Your Doctor will examine your skin cancer, obtain your medical history, and determine the most appropriate way to treat your skin cancer.
During the preoperative visit, your doctor will discuss reconstructive options that may be appropriate for you. Often, the best reconstructive
method can only be determined at the actual time of your surgery. It can be difficult to fully determine the tumor size and extent of damage
until it has been analyzed under the microscope on the day of the surgery.
Mohs Micrographic Surgery uses a team approach. The Mohs micrographic surgeon is assisted by a team of technicians, other physicians, nurses, and medical
assistants who will be involved directly with your care.

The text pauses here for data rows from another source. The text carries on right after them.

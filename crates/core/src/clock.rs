//! Time source abstraction so rollback-point ageing can be tested.

use std::sync::Mutex;

use chrono::{DateTime, Duration, Utc};

pub trait Clock: Send + Sync {
    fn now(&self) -> DateTime<Utc>;
}

/// Wall-clock time.
#[derive(Debug, Default, Clone, Copy)]
pub struct SystemClock;

impl Clock for SystemClock {
    fn now(&self) -> DateTime<Utc> {
        Utc::now()
    }
}

/// A clock that only moves when told to.
#[derive(Debug)]
pub struct ManualClock {
    now: Mutex<DateTime<Utc>>,
}

impl ManualClock {
    pub fn new(start: DateTime<Utc>) -> Self {
        Self {
            now: Mutex::new(start),
        }
    }

    pub fn advance(&self, by: Duration) {
        let mut now = self.now.lock().unwrap_or_else(|e| e.into_inner());
        *now += by;
    }
}

impl Clock for ManualClock {
    fn now(&self) -> DateTime<Utc> {
        *self.now.lock().unwrap_or_else(|e| e.into_inner())
    }
}
async fn write_with_retry(
    staged: &StagedFile,
    max_retries: u32,
    retry_delay: Duration,
) -> Result<u32, ChangeError> {
    let mut attempt = 0;
    loop {
        attempt += 1;
        let result = match &staged.current {
            Some(content) => fsio::write_atomic(&staged.full_path, content.as_bytes()),
            None => remove_existing(&staged.full_path),
        };
        match result.map_err(ChangeError::from) {
            Ok(()) => return Ok(attempt),
            Err(e) if e.is_transient() && attempt <= max_retries => {
                debug!(path = %staged.full_path.display(), attempt, error = %e, "retrying write");
                tokio::time::sleep(retry_delay).await;
            }
            Err(e) => return Err(e),
        }
    }
}

fn put_back(staged: &StagedFile) -> std::io::Result<()> {
    match &staged.original {
        Some(content) => fsio::write_atomic(&staged.full_path, content.as_bytes()),
        None => remove_existing(&staged.full_path),
    }
}

fn remove_existing(path: &Path) -> std::io::Result<()> {
    match std::fs::remove_file(path) {
        Err(e) if e.kind() == std::io::ErrorKind::NotFound => Ok(()),
        other => other,
    }
}

#[cfg(test)]
mod tests {
    use super::*;
    use crate::models::{ChangeKind, ConfigPatch, ConfigType};

    fn change(old: &str, new: &str, start: usize, end: usize) -> Change {
        Change {
            old_content: old.into(),
            new_content: new.into(),
            line_start: start,
            line_end: end,
            kind: ChangeKind::Dependency,
            reason: String::new(),
            confidence: 0.9,
        }
    }

    fn file_patch(path: &str, operation: FileOperation, changes: Vec<Change>) -> FilePatch {
        FilePatch {
            path: path.into(),
            operation,
            changes,
            content: None,
            confidence: 1.0,
            description: String::new(),
        }
    }

    fn patch(file_patches: Vec<FilePatch>) -> Patch {
        Patch {
            id: "p".into(),
            file_patches,
            config_patches: Vec::new(),
            confidence: 0.9,
            breaking_change: false,
            description: None,
        }
    }

    #[test]
    fn test_splice_replace_and_delete_lines() {
        let text = "a\nb\nc\n";
        let loc = Location { start: 2, end: 3, line: 2, insertion: false };
        assert_eq!(splice(text, loc, "B1\nB2"), ("a\nB1\nB2\nc\n".to_string(), 1));
        assert_eq!(splice(text, loc, ""), ("a\nc\n".to_string(), -1));
    }

    #[test]
    fn test_splice_insertions() {
        let loc = Location { start: 2, end: 2, line: 2, insertion: true };
        assert_eq!(splice("a\nb\n", loc, "x"), ("a\nx\nb\n".to_string(), 1));
        let eof = Location { start: 3, end: 3, line: 3, insertion: true };
        assert_eq!(splice("a\nb", eof, "x"), ("a\nb\nx".to_string(), 1));
    }

    #[tokio::test]
    async fn test_plan_offsets_later_ranges() {
        let dir = tempfile::tempdir().unwrap();
        std::fs::write(dir.path().join("deps.txt"), "one\ntwo\nthree\n").unwrap();
        let resolver = ConflictResolver::new();
        let planner = Planner {
            repo: dir.path(),
            resolver: &resolver,
            mode: ResolutionMode::Auto,
            auto_resolve: true,
        };

        let p = patch(vec![file_patch(
            "deps.txt",
            FileOperation::Modify,
            vec![change("one", "one\none-b", 1, 1), change("three", "THREE", 3, 3)],
        )]);
        let plan = planner.plan(&p).await.unwrap();
        assert_eq!(
            plan.files["deps.txt"].current.as_deref(),
            Some("one\none-b\ntwo\nTHREE\n")
        );
        assert!(plan.conflicts.is_empty());
        assert!(plan.preview().contains("+THREE"));
    }

    #[tokio::test]
    async fn test_plan_records_open_conflicts() {
        let dir = tempfile::tempdir().unwrap();
        std::fs::write(dir.path().join("a.txt"), "version = 3\n").unwrap();
        let resolver = ConflictResolver::new();
        let planner = Planner {
            repo: dir.path(),
            resolver: &resolver,
            mode: ResolutionMode::Auto,
            auto_resolve: false,
        };

        let p = patch(vec![file_patch(
            "a.txt",
            FileOperation::Modify,
            vec![change("version = 1", "version = 2", 1, 1)],
        )]);
        match planner.plan(&p).await {
            Err(PlanError::Unresolved { reason, conflicts }) => {
                assert_eq!(reason, FailureReason::UnresolvedConflicts);
                assert_eq!(conflicts.len(), 1);
            }
            other => panic!("expected unresolved, got {:?}", other),
        }
    }

    #[tokio::test]
    async fn test_plan_create_delete_and_config() {
        let dir = tempfile::tempdir().unwrap();
        std::fs::write(dir.path().join("old.txt"), "bye\n").unwrap();
        let manifest = "{\"dependencies\":{\"a\":\"1\"}}";
        std::fs::write(dir.path().join("package.json"), manifest).unwrap();
        let resolver = ConflictResolver::new();
        let planner = Planner {
            repo: dir.path(),
            resolver: &resolver,
            mode: ResolutionMode::Auto,
            auto_resolve: true,
        };

        let mut p = patch(vec![
            file_patch("new/hello.txt", FileOperation::Create, vec![change("", "hello", 0, 0)]),
            file_patch("old.txt", FileOperation::Delete, Vec::new()),
        ]);
        p.config_patches.push(ConfigPatch {
            path: "package.json".into(),
            config_type: ConfigType::PackageJson,
            changes: serde_json::json!({"dependencies.a": "2"}).as_object().cloned().unwrap(),
        });

        let plan = planner.plan(&p).await.unwrap();
        assert_eq!(plan.changed_paths(), vec!["new/hello.txt", "old.txt", "package.json"]);

        let (changed, attempts) = plan.write(0, Duration::from_millis(1)).await.unwrap();
        assert_eq!(changed.len(), 3);
        assert_eq!(attempts, 1);
        assert_eq!(std::fs::read_to_string(dir.path().join("new/hello.txt")).unwrap(), "hello\n");
        assert!(!dir.path().join("old.txt").exists());
        assert!(std::fs::read_to_string(dir.path().join("package.json"))
            .unwrap()
            .contains("\"a\": \"2\""));
    }

    #[tokio::test]
    async fn test_plan_rejects_escaping_path() {
        let dir = tempfile::tempdir().unwrap();
        let resolver = ConflictResolver::new();
        let planner = Planner {
            repo: dir.path(),
            resolver: &resolver,
            mode: ResolutionMode::Auto,
            auto_resolve: true,
        };
        let p = patch(vec![file_patch("../evil.txt", FileOperation::Create, Vec::new())]);
        assert!(matches!(
            planner.plan(&p).await,
            Err(PlanError::Change(ChangeError::PathEscapesRepository(_)))
        ));
    }
}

For medical record and educational purposes, we may photograph the skin cancer and surrounding tissue before, during, and immediately after the surgery, and again after healing.
Before surgery, your doctor will discuss the procedure again with you. If you have any additional questions,
please ask your doctor at this time.
In preparation for surgery, we will cleanse the area surrounding your skin cancer and place several sterile
drapes over you. A sticky pad is placed on your arm or leg which grounds the electrosurgical machine used to stop bleeding. We will numb the area containing the skin cancer with a small local injection. It usually takes 30 minutes. Once the area is numb the tissue is removed.
After removing the tissue, we will process it in our laboratory next to the operating room. You may remain in the surgical room or the waiting room while the doctor processes and examines the tissue under a microscope. Depending upon the amount of tissue removed, processing usually takes an additional 30-45 minutes.
If the microscopic examination reveals the presence of additional tumor, we will go back and remove more tissue. Most skin cancers are removed in two or three surgical stages.